Input for this task section start
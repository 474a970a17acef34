use super::render::{cities_table, countries_table, sources_table, stations_table, stats_table};
use crate::error::{AppError, Result};
use crate::service::AirQualityService;
use clap::{Args, Parser, Subcommand};
use colored::*;
use dialoguer::{theme::ColorfulTheme, Input};
use indicatif::{ProgressBar, ProgressStyle};
use serde::Serialize;
use std::time::Duration;
use tracing::info;

/// Default number of cities shown by `best` / `worst`.
pub const DEFAULT_TOP_N: usize = 10;

/// Default number of stations listed by `stations`.
pub const DEFAULT_STATION_LIMIT: usize = 25;

/// Aggregate, deduplicate and rank air quality readings from several providers
#[derive(Parser, Debug)]
#[command(author, version, about, long_about = None)]
pub struct Cli {
    /// Print results as JSON instead of tables
    #[arg(long, global = true)]
    pub json: bool,

    /// Command to run; omit for the interactive menu
    #[command(subcommand)]
    pub command: Option<Commands>,
}

#[derive(Subcommand, Debug, Clone, PartialEq)]
pub enum Commands {
    /// Global statistics over the current snapshot
    Stats,

    /// Per-country breakdown, most polluted first
    Countries,

    /// Every ranked city, in the order first reported
    Cities,

    /// The cleanest cities by average AQI
    Best(TopArgs),

    /// The most polluted cities by average AQI
    Worst(TopArgs),

    /// Deduplicated station readings
    Stations {
        /// Maximum number of stations to list
        #[arg(short, long, default_value_t = DEFAULT_STATION_LIMIT)]
        limit: usize,
    },

    /// Fetch from every provider and report how each one fared
    Sources,
}

#[derive(Args, Debug, Clone, PartialEq)]
pub struct TopArgs {
    /// Number of cities to show
    #[arg(short = 'n', long = "count", default_value_t = DEFAULT_TOP_N)]
    pub n: usize,
}

/// Rejects a zero count for commands that rank or list.
pub fn validate_count(n: usize) -> Result<usize> {
    if n == 0 {
        return Err(AppError::Cli("Count must be at least 1".to_string()));
    }
    Ok(n)
}

/// Asks for a positive count, offering `default`.
pub fn prompt_count(prompt: &str, default: usize) -> Result<usize> {
    let n: usize = Input::with_theme(&ColorfulTheme::default())
        .with_prompt(prompt)
        .default(default)
        .validate_with(|input: &usize| -> std::result::Result<(), &str> {
            if *input == 0 {
                Err("Enter a number greater than zero")
            } else {
                Ok(())
            }
        })
        .interact_text()?;
    Ok(n)
}

/// CLI application
pub struct App {
    service: AirQualityService,
    json: bool,
}

impl App {
    pub fn new(service: AirQualityService, json: bool) -> Self {
        Self { service, json }
    }

    /// Run a single command and print its result
    pub async fn run_command(&self, command: Commands) -> Result<()> {
        info!("Running command {:?}", command);
        match command {
            Commands::Stats => self.show_stats().await,
            Commands::Countries => self.show_countries().await,
            Commands::Cities => self.show_cities().await,
            Commands::Best(args) => self.show_best(validate_count(args.n)?).await,
            Commands::Worst(args) => self.show_worst(validate_count(args.n)?).await,
            Commands::Stations { limit } => self.show_stations(validate_count(limit)?).await,
            Commands::Sources => self.show_sources().await,
        }
    }

    /// Drops every cached ranking and reports how many were removed.
    pub fn clear_cache(&self) {
        let dropped = self.service.clear_cache();
        println!(
            "{}",
            format!("Cleared {} cached ranking(s).", dropped).green()
        );
    }

    fn spinner(&self, message: &str) -> Result<ProgressBar> {
        if self.json {
            return Ok(ProgressBar::hidden());
        }
        let spinner = ProgressBar::new_spinner();
        spinner.set_style(ProgressStyle::with_template("{spinner:.cyan} {msg}")?);
        spinner.set_message(message.to_string());
        spinner.enable_steady_tick(Duration::from_millis(100));
        Ok(spinner)
    }

    fn print_json<T: Serialize>(value: &T) -> Result<()> {
        println!("{}", serde_json::to_string_pretty(value)?);
        Ok(())
    }

    fn fetch_message(&self) -> String {
        format!(
            "Fetching from {} providers...",
            self.service.provider_count()
        )
    }

    async fn show_stats(&self) -> Result<()> {
        let spinner = self.spinner(&self.fetch_message())?;
        let stats = self.service.stats().await;
        spinner.finish_and_clear();

        if self.json {
            return Self::print_json(&stats);
        }
        println!("{}", "Global air quality".cyan().bold());
        println!("{}", stats_table(&stats));
        Ok(())
    }

    async fn show_countries(&self) -> Result<()> {
        let spinner = self.spinner(&self.fetch_message())?;
        let countries = self.service.country_stats().await;
        spinner.finish_and_clear();

        if self.json {
            return Self::print_json(&countries);
        }
        if countries.is_empty() {
            println!("{}", "No country information in the current snapshot.".yellow());
            return Ok(());
        }
        println!("{}", "Countries by average AQI".cyan().bold());
        println!("{}", countries_table(&countries));
        Ok(())
    }

    async fn show_cities(&self) -> Result<()> {
        let spinner = self.spinner("Ranking cities...")?;
        let cities = self.service.city_rankings().await;
        spinner.finish_and_clear();

        if self.json {
            return Self::print_json(&cities);
        }
        println!(
            "{}",
            format!("{} ranked cities", cities.len()).cyan().bold()
        );
        println!("{}", cities_table(&cities));
        Ok(())
    }

    async fn show_best(&self, n: usize) -> Result<()> {
        let spinner = self.spinner("Ranking cities...")?;
        let cities = self.service.best_cities(n).await;
        spinner.finish_and_clear();

        if self.json {
            return Self::print_json(&cities);
        }
        println!("{}", format!("Top {} cleanest cities", n).green().bold());
        println!("{}", cities_table(&cities));
        Ok(())
    }

    async fn show_worst(&self, n: usize) -> Result<()> {
        let spinner = self.spinner("Ranking cities...")?;
        let cities = self.service.worst_cities(n).await;
        spinner.finish_and_clear();

        if self.json {
            return Self::print_json(&cities);
        }
        println!("{}", format!("Top {} most polluted cities", n).red().bold());
        println!("{}", cities_table(&cities));
        Ok(())
    }

    async fn show_stations(&self, limit: usize) -> Result<()> {
        let spinner = self.spinner(&self.fetch_message())?;
        let snapshot = self.service.snapshot().await;
        spinner.finish_and_clear();

        let total = snapshot.records.len();
        let shown = &snapshot.records[..total.min(limit)];

        if self.json {
            return Self::print_json(&shown);
        }
        if snapshot.used_fallback {
            println!(
                "{}",
                "No provider returned data; showing the fallback dataset.".yellow()
            );
        }
        println!("{}", stations_table(shown));
        if total > shown.len() {
            println!("... and {} more (showing first {} only)", total - shown.len(), limit);
        }
        Ok(())
    }

    async fn show_sources(&self) -> Result<()> {
        let spinner = self.spinner(&self.fetch_message())?;
        let snapshot = self.service.snapshot().await;
        spinner.finish_and_clear();

        if self.json {
            return Self::print_json(&snapshot.reports);
        }
        println!("{}", sources_table(&snapshot.reports));
        if snapshot.used_fallback {
            println!(
                "{}",
                "Every provider came back empty; the fallback dataset was used.".yellow()
            );
        }
        Ok(())
    }
}

#[cfg(test)]
mod tests {
    use super::*;
    use crate::api::fakes::{Behaviour, FakeProvider};
    use crate::cache::RankingCache;
    use crate::models::DataSource;
    use crate::pipeline::Aggregator;
    use std::sync::Arc;

    fn offline_app(json: bool) -> App {
        let aggregator = Aggregator::new(
            vec![
                FakeProvider::with(DataSource::OpenAq, Behaviour::Unconfigured),
                FakeProvider::with(DataSource::Waqi, Behaviour::Fail("503".into())),
            ],
            Duration::from_secs(5),
        );
        let service = AirQualityService::new(aggregator, Arc::new(RankingCache::default()));
        App::new(service, json)
    }

    #[test]
    fn test_parse_subcommands() {
        let cli = Cli::try_parse_from(["aqi-aggregator", "worst", "-n", "3"]).unwrap();
        assert_eq!(cli.command, Some(Commands::Worst(TopArgs { n: 3 })));
        assert!(!cli.json);

        let cli = Cli::try_parse_from(["aqi-aggregator", "best", "--json"]).unwrap();
        assert_eq!(cli.command, Some(Commands::Best(TopArgs { n: DEFAULT_TOP_N })));
        assert!(cli.json);

        let cli = Cli::try_parse_from(["aqi-aggregator", "stations", "--limit", "5"]).unwrap();
        assert_eq!(cli.command, Some(Commands::Stations { limit: 5 }));

        let cli = Cli::try_parse_from(["aqi-aggregator"]).unwrap();
        assert_eq!(cli.command, None);
    }

    #[test]
    fn test_parse_rejects_non_numeric_count() {
        assert!(Cli::try_parse_from(["aqi-aggregator", "best", "-n", "many"]).is_err());
    }

    #[tokio::test]
    async fn test_zero_count_is_a_cli_error() {
        let app = offline_app(true);
        let result = app
            .run_command(Commands::Worst(TopArgs { n: 0 }))
            .await;
        match result {
            Err(AppError::Cli(msg)) => assert!(msg.contains("at least 1")),
            other => panic!("Expected CliError, got {:?}", other),
        }
        assert!(app.service.cache().is_empty());
    }

    #[tokio::test]
    async fn test_commands_run_against_fallback_data() {
        let app = offline_app(true);
        for command in [
            Commands::Stats,
            Commands::Countries,
            Commands::Cities,
            Commands::Best(TopArgs { n: 3 }),
            Commands::Worst(TopArgs { n: 3 }),
            Commands::Stations { limit: 2 },
            Commands::Sources,
        ] {
            assert!(app.run_command(command).await.is_ok());
        }
        assert_eq!(app.service.cache().len(), 3);
    }

    #[tokio::test]
    async fn test_table_output_and_cache_clear() {
        let app = offline_app(false);
        assert!(app.run_command(Commands::Worst(TopArgs { n: 5 })).await.is_ok());
        assert!(app.run_command(Commands::Stations { limit: 3 }).await.is_ok());
        app.clear_cache();
        assert!(app.service.cache().is_empty());
    }
}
Input for this task section end
**Required work**
Every line of the material above that has the string "Parser" needs pulling out.

**Output for this task**
use clap::{Args, Parser, Subcommand};
#[derive(Parser, Debug)]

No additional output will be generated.